**DATA SHOWN**
//! Stripe webhook endpoints as a Hookwire event source.
//!
//! Implements [`pipeline::EventSource`] over the Stripe REST API:
//!
//! | Port operation | Request |
//! |----------------|---------|
//! | `create_subscription` | `POST /v1/webhook_endpoints` (form encoded) |
//! | `delete_subscription` | `DELETE /v1/webhook_endpoints/{id}` |
//! | `list_subscriptions` | `GET /v1/webhook_endpoints?limit=N&starting_after=ID` |
//!
//! HTTP failures are mapped onto [`ProviderErrorKind`]; nothing is retried here.

use std::time::Duration;

use async_trait::async_trait;
use pipeline::{
    EventKinds, EventSource, Page, ProviderError, ProviderErrorKind, Subscription, SubscriptionId,
    Tags,
};
use reqwest::{header::RETRY_AFTER, Response, StatusCode};
use serde::Deserialize;
use thiserror::Error;
use tracing::{debug, instrument};

pub const DEFAULT_BASE_URL: &str = "https://api.stripe.com";

const ENDPOINTS_PATH: &str = "/v1/webhook_endpoints";

/// Largest `limit` the list endpoint accepts.
const MAX_PAGE_SIZE: u8 = 100;

#[derive(Debug, Error)]
pub enum StripeError {
    #[error("a Stripe API key is required")]
    MissingApiKey,

    #[error("could not build the HTTP client: {0}")]
    Client(#[from] reqwest::Error),
}

/// Connection settings for [`StripeEventSource`].
#[derive(Debug, Clone)]
pub struct StripeConfig {
    pub api_key: String,
    /// Scheme and host of the API, without a trailing slash.
    pub base_url: String,
    /// Endpoints requested per list page. Clamped to 1..=100, the range
    /// Stripe accepts.
    pub page_size: u8,
    pub timeout: Duration,
}

impl StripeConfig {
    pub fn new(api_key: impl Into<String>) -> Self {
        Self {
            api_key: api_key.into(),
            base_url: DEFAULT_BASE_URL.to_owned(),
            page_size: MAX_PAGE_SIZE,
            timeout: Duration::from_secs(30),
        }
    }

    pub fn with_base_url(mut self, base_url: impl Into<String>) -> Self {
        self.base_url = base_url.into().trim_end_matches('/').to_owned();
        self
    }
}

pub struct StripeEventSource {
    client: reqwest::Client,
    config: StripeConfig,
}

impl StripeEventSource {
    pub fn new(mut config: StripeConfig) -> Result<Self, StripeError> {
        if config.api_key.trim().is_empty() {
            return Err(StripeError::MissingApiKey);
        }
        config.page_size = config.page_size.clamp(1, MAX_PAGE_SIZE);
        let client = reqwest::Client::builder()
            .timeout(config.timeout)
            .build()?;
        Ok(Self { client, config })
    }

    fn endpoints_url(&self) -> String {
        format!("{}{ENDPOINTS_PATH}", self.config.base_url)
    }

    async fn send(
        &self,
        operation: &'static str,
        request: reqwest::RequestBuilder,
    ) -> Result<Response, ProviderError> {
        let response = request
            .bearer_auth(&self.config.api_key)
            .send()
            .await
            .map_err(|e| transport_error(operation, &e))?;

        let status = response.status();
        if status.is_success() {
            return Ok(response);
        }
        Err(status_error(operation, response).await)
    }
}

#[async_trait]
impl EventSource for StripeEventSource {
    #[instrument(skip(self, metadata), fields(events = %events))]
    async fn create_subscription(
        &self,
        events: &EventKinds,
        url: &str,
        metadata: &Tags,
    ) -> Result<Subscription, ProviderError> {
        let operation = "CreateWebhookEndpoint";
        let mut form: Vec<(String, String)> = events
            .to_wire()
            .into_iter()
            .map(|kind| ("enabled_events[]".to_owned(), kind))
            .collect();
        form.push(("url".to_owned(), url.to_owned()));
        form.extend(
            metadata
                .iter()
                .map(|(k, v)| (format!("metadata[{k}]"), v.clone())),
        );

        let response = self
            .send(operation, self.client.post(self.endpoints_url()).form(&form))
            .await?;
        let endpoint: WireEndpoint = decode(operation, response).await?;
        debug!(subscription = %endpoint.id, "Webhook endpoint created");
        endpoint.into_subscription(operation)
    }

    #[instrument(skip(self), fields(subscription = %id))]
    async fn delete_subscription(&self, id: &SubscriptionId) -> Result<(), ProviderError> {
        let operation = "DeleteWebhookEndpoint";
        let url = format!("{}/{id}", self.endpoints_url());
        let response = self.send(operation, self.client.delete(url)).await?;
        let deleted: WireDeleted = decode(operation, response).await?;
        if !deleted.deleted {
            return Err(ProviderError::new(
                ProviderErrorKind::Other,
                operation,
                format!("webhook endpoint {id} was not deleted"),
            ));
        }
        Ok(())
    }

    #[instrument(skip(self))]
    async fn list_subscriptions(
        &self,
        cursor: Option<String>,
    ) -> Result<Page<Subscription>, ProviderError> {
        let operation = "ListWebhookEndpoints";
        let mut query = vec![("limit", self.config.page_size.to_string())];
        if let Some(cursor) = cursor {
            query.push(("starting_after", cursor));
        }

        let response = self
            .send(operation, self.client.get(self.endpoints_url()).query(&query))
            .await?;
        let list: WireList = decode(operation, response).await?;

        let items = list
            .data
            .into_iter()
            .map(|endpoint| endpoint.into_subscription(operation))
            .collect::<Result<Vec<_>, _>>()?;
        let next = if list.has_more {
            items.last().map(|s: &Subscription| s.id.to_string())
        } else {
            None
        };
        Ok(Page { items, next })
    }
}

// ---------------------------------------------------------------------------
// Wire format
// ---------------------------------------------------------------------------

#[derive(Debug, Deserialize)]
struct WireEndpoint {
    id: String,
    url: String,
    enabled_events: Vec<String>,
    #[serde(default)]
    metadata: Tags,
}

impl WireEndpoint {
    fn into_subscription(self, operation: &'static str) -> Result<Subscription, ProviderError> {
        let malformed = |what: String| {
            ProviderError::new(
                ProviderErrorKind::Other,
                operation,
                format!("unexpected webhook endpoint in response: {what}"),
            )
        };
        let id = SubscriptionId::new(self.id).ok_or_else(|| malformed("empty id".to_owned()))?;
        let enabled_events = EventKinds::parse(self.enabled_events).map_err(malformed)?;
        Ok(Subscription {
            id,
            url: self.url,
            enabled_events,
            metadata: self.metadata,
        })
    }
}

#[derive(Debug, Deserialize)]
struct WireList {
    data: Vec<WireEndpoint>,
    has_more: bool,
}

#[derive(Debug, Deserialize)]
struct WireDeleted {
    deleted: bool,
}

#[derive(Debug, Deserialize)]
struct WireErrorBody {
    error: WireError,
}

#[derive(Debug, Deserialize)]
struct WireError {
    message: Option<String>,
}

async fn decode<T: serde::de::DeserializeOwned>(
    operation: &'static str,
    response: Response,
) -> Result<T, ProviderError> {
    response.json::<T>().await.map_err(|e| {
        ProviderError::new(
            ProviderErrorKind::Other,
            operation,
            format!("could not decode response: {e}"),
        )
    })
}

// ---------------------------------------------------------------------------
// Error mapping
// ---------------------------------------------------------------------------

fn status_kind(status: StatusCode) -> ProviderErrorKind {
    match status {
        StatusCode::NOT_FOUND => ProviderErrorKind::NotFound,
        StatusCode::UNAUTHORIZED | StatusCode::FORBIDDEN => ProviderErrorKind::AccessDenied,
        StatusCode::TOO_MANY_REQUESTS => ProviderErrorKind::Throttled,
        StatusCode::REQUEST_TIMEOUT => ProviderErrorKind::Timeout,
        s if s.is_server_error() => ProviderErrorKind::Unavailable,
        s if s.is_client_error() => ProviderErrorKind::InvalidRequest,
        _ => ProviderErrorKind::Other,
    }
}

async fn status_error(operation: &'static str, response: Response) -> ProviderError {
    let status = response.status();
    let retry_after = response
        .headers()
        .get(RETRY_AFTER)
        .and_then(|v| v.to_str().ok())
        .and_then(|v| v.trim().parse::<u64>().ok())
        .map(Duration::from_secs);

    let body = response.text().await.unwrap_or_default();
    let message = serde_json::from_str::<WireErrorBody>(&body)
        .ok()
        .and_then(|b| b.error.message)
        .unwrap_or_else(|| format!("HTTP {status}"));

    let error = ProviderError::new(status_kind(status), operation, message);
    match retry_after {
        Some(after) => error.with_retry_after(after),
        None => error,
    }
}

fn transport_error(operation: &'static str, error: &reqwest::Error) -> ProviderError {
    let kind = if error.is_timeout() {
        ProviderErrorKind::Timeout
    } else {
        ProviderErrorKind::Unavailable
    };
    ProviderError::new(kind, operation, error.to_string())
}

**ACTIVITY**
Among the entries, how many lines hold the string "format"? Answer with a bare number.

**TASK ANSWER**
8